Penyebab konflik ada bermacam-macam. Beberapa sebab yang penting adalah sebagai berikut:
  • Saling bergantungan. Saling bergantung dalam pekerjaan terjadi jika dua kelompok organisasi atau lebih saling membutuhkan satu sama lain guna menyelesaikan tugas.
  • Perbedaan tujuan. Perbedaan tujuan yang ada di antara satu bagian dengan bagian lain, seperti unit produksi yang bertujuan semaksimal mungkin biaya produksi dan mengusahakan sesedikit mungkin kerusakan produk, sementara bagian penelitian dan pengembangan berurusan dengan pengmbangan ide-ide baru untuk mengubah dan mengembangkan produk yang berhasil secara komersial. Hal ini dapat menjadi potensi konflik.
  • Perbedaan persepsi. Dalam menghadapi suatu masalah, jika terjadi perbedaan persepsi maka hal itu dapat menyebabkan munculnya konflik.
Menurut Smith, Mazzarella dan Piele (1981), sumber terjadinya konflik adalah:
  • Masalah komunikasi, yang bisa terjadi pada masing-masing atau gabungan dari unsur-unsur komunikasi, yaitu sumber komunikasi, pesan, penerima pesan dan saluran.
  • Struktur organisasi, yang secara potensial dapat memunculkan konflik. Tiap departemen/fungsi dalam organisasi mempunyai tujuan, kepentingan dan program sendiri-sendiri yang seringkali berbeda dengan yang lain.
  • Faktor manusia. Sifat dan kepribadian manusia satu dengan yang lain berbeda dan unik. Hal ini berpotensi memunculkan konflik.

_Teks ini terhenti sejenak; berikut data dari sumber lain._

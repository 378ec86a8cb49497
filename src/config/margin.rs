//! `rootMargin` parsing (CSS margin shorthand).
//!
//! Accepts one to four lengths, each in `px` or `%`, mapped the CSS way:
//!
//! | Values | Mapping                          |
//! |--------|----------------------------------|
//! | 1      | all sides                        |
//! | 2      | vertical, horizontal             |
//! | 3      | top, horizontal, bottom          |
//! | 4      | top, right, bottom, left         |

use std::fmt;
use std::str::FromStr;

/// A single margin length.
#[derive(Debug, Clone, Copy, PartialEq)]
pub enum Length {
    Px(f64),
    /// Percentage of the root box dimension on the same axis.
    Percent(f64),
}

impl Length {
    /// Resolve to pixels against the root box dimension on the same axis.
    #[inline]
    pub fn resolve(self, basis: f64) -> f64 {
        match self {
            Self::Px(px) => px,
            Self::Percent(pct) => basis * pct / 100.0,
        }
    }
}

impl FromStr for Length {
    type Err = String;

    fn from_str(s: &str) -> Result<Self, Self::Err> {
        let parse = |num: &str| {
            num.parse::<f64>()
                .ok()
                .filter(|n| n.is_finite())
                .ok_or_else(|| format!("invalid length `{s}`"))
        };

        if let Some(num) = s.strip_suffix("px") {
            parse(num).map(Self::Px)
        } else if let Some(num) = s.strip_suffix('%') {
            parse(num).map(Self::Percent)
        } else if s == "0" {
            Ok(Self::Px(0.0))
        } else {
            Err(format!("length `{s}` must end in `px` or `%`"))
        }
    }
}

impl fmt::Display for Length {
    fn fmt(&self, f: &mut fmt::Formatter<'_>) -> fmt::Result {
        match self {
            Self::Px(px) => write!(f, "{px}px"),
            Self::Percent(pct) => write!(f, "{pct}%"),
        }
    }
}

/// Margin added around the intersection root box.
#[derive(Debug, Clone, Copy, PartialEq)]
pub struct RootMargin {
    pub top: Length,
    pub right: Length,
    pub bottom: Length,
    pub left: Length,
}

impl Default for RootMargin {
    fn default() -> Self {
        Self::uniform(Length::Px(0.0))
    }
}

impl RootMargin {
    pub const fn uniform(length: Length) -> Self {
        Self {
            top: length,
            right: length,
            bottom: length,
            left: length,
        }
    }
}

impl FromStr for RootMargin {
    type Err = String;

    fn from_str(s: &str) -> Result<Self, Self::Err> {
        let values = s
            .split_whitespace()
            .map(str::parse::<Length>)
            .collect::<Result<Vec<_>, _>>()?;

        match values.as_slice() {
            [all] => Ok(Self::uniform(*all)),
            [vertical, horizontal] => Ok(Self {
                top: *vertical,
                right: *horizontal,
                bottom: *vertical,
                left: *horizontal,
            }),
            [top, horizontal, bottom] => Ok(Self {
                top: *top,
                right: *horizontal,
                bottom: *bottom,
                left: *horizontal,
            }),
            [top, right, bottom, left] => Ok(Self {
                top: *top,
                right: *right,
                bottom: *bottom,
                left: *left,
            }),
            [] => Err("expected at least one length".to_string()),
            _ => Err(format!("expected at most 4 lengths, found {}", values.len())),
        }
    }
}

impl fmt::Display for RootMargin {
    fn fmt(&self, f: &mut fmt::Formatter<'_>) -> fmt::Result {
        write!(f, "{} {} {} {}", self.top, self.right, self.bottom, self.left)
    }
}

#[cfg(test)]
mod tests {
    use super::*;

    #[test]
    fn test_parse_single_value() {
        let margin: RootMargin = "200px".parse().unwrap();
        assert_eq!(margin, RootMargin::uniform(Length::Px(200.0)));
    }

    #[test]
    fn test_parse_shorthand_mapping() {
        let margin: RootMargin = "10px 5%".parse().unwrap();
        assert_eq!(margin.top, Length::Px(10.0));
        assert_eq!(margin.bottom, Length::Px(10.0));
        assert_eq!(margin.left, Length::Percent(5.0));
        assert_eq!(margin.right, Length::Percent(5.0));

        let margin: RootMargin = "1px 2px 3px".parse().unwrap();
        assert_eq!(margin.top, Length::Px(1.0));
        assert_eq!(margin.right, Length::Px(2.0));
        assert_eq!(margin.bottom, Length::Px(3.0));
        assert_eq!(margin.left, Length::Px(2.0));

        let margin: RootMargin = "0px -4px 0 8px".parse().unwrap();
        assert_eq!(margin.right, Length::Px(-4.0));
        assert_eq!(margin.bottom, Length::Px(0.0));
        assert_eq!(margin.left, Length::Px(8.0));
    }

    #[test]
    fn test_parse_rejects_bad_input() {
        assert!("".parse::<RootMargin>().is_err());
        assert!("10em".parse::<RootMargin>().is_err());
        assert!("1px 2px 3px 4px 5px".parse::<RootMargin>().is_err());
        assert!("pxpx".parse::<RootMargin>().is_err());
    }

    #[test]
    fn test_percent_resolves_against_basis() {
        assert_eq!(Length::Percent(50.0).resolve(800.0), 400.0);
        assert_eq!(Length::Px(12.0).resolve(800.0), 12.0);
    }

    #[test]
    fn test_display_round_trip() {
        let margin = RootMargin::default();
        assert_eq!(margin.to_string(), "0px 0px 0px 0px");
    }
}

3. Proses Dan Hubungan Konflik Dengan Kinerja
Menurut Pondi (dalam Indriyo, 1997, dan Umar Nimran, 1999), proses konflik dimulai dari:
  • Tahap I, Latent Conflict, konflik laten, yaitu tahap munculnya faktor-faktor yang menjadi penyebab konflik dalam organisasi. Bentuk-bentuk dasar dari situasi ini adalah persaingan untuk memperebutkan sumberdaya yang terbatas, konflik peran, persaingan perebutan posisi dalam organisasi, dll.
  • Tahap II, Perceived Conflict, konflik yang dipersepsikan. Pada tahap ini salah satu pihak memandang pihak lain lain sebagai penghambat atau mengancam pencapaian tujuanna.
  • Tahap III, Felt Conflict, konflik yang dirasakan. Pada tahap ini konflik tidak sekedar dipandang ada akan tetapi sudah benar-benar dirasakan.
  • Tahap IV, Manifest Conflict, konflik yang dimanifestasikan. Pada tahap ini perilaku tertentu sebagai indikator konflik sudah mulai ditunjukkan, seperti adanya sabotase, agresi terbuka, konfrontasi, rendahnya kinerja, dll.
  • Tahap V, Conflict Resolution, resolusi konflik. Pada tahap ini konflik yang terjadi diselesaikan dengan berbagai macam cara dan pendekatan.
  • Tahap VI, Conflict Aftermath. Jika konflik sudah benar-benar diselesaikan maka hal itu akan meningkatkan hubungan para anggota organisasi. Hanya saja jika penyelesaiannya tidak tepat maka akan dapat menimbulkan konflik baru.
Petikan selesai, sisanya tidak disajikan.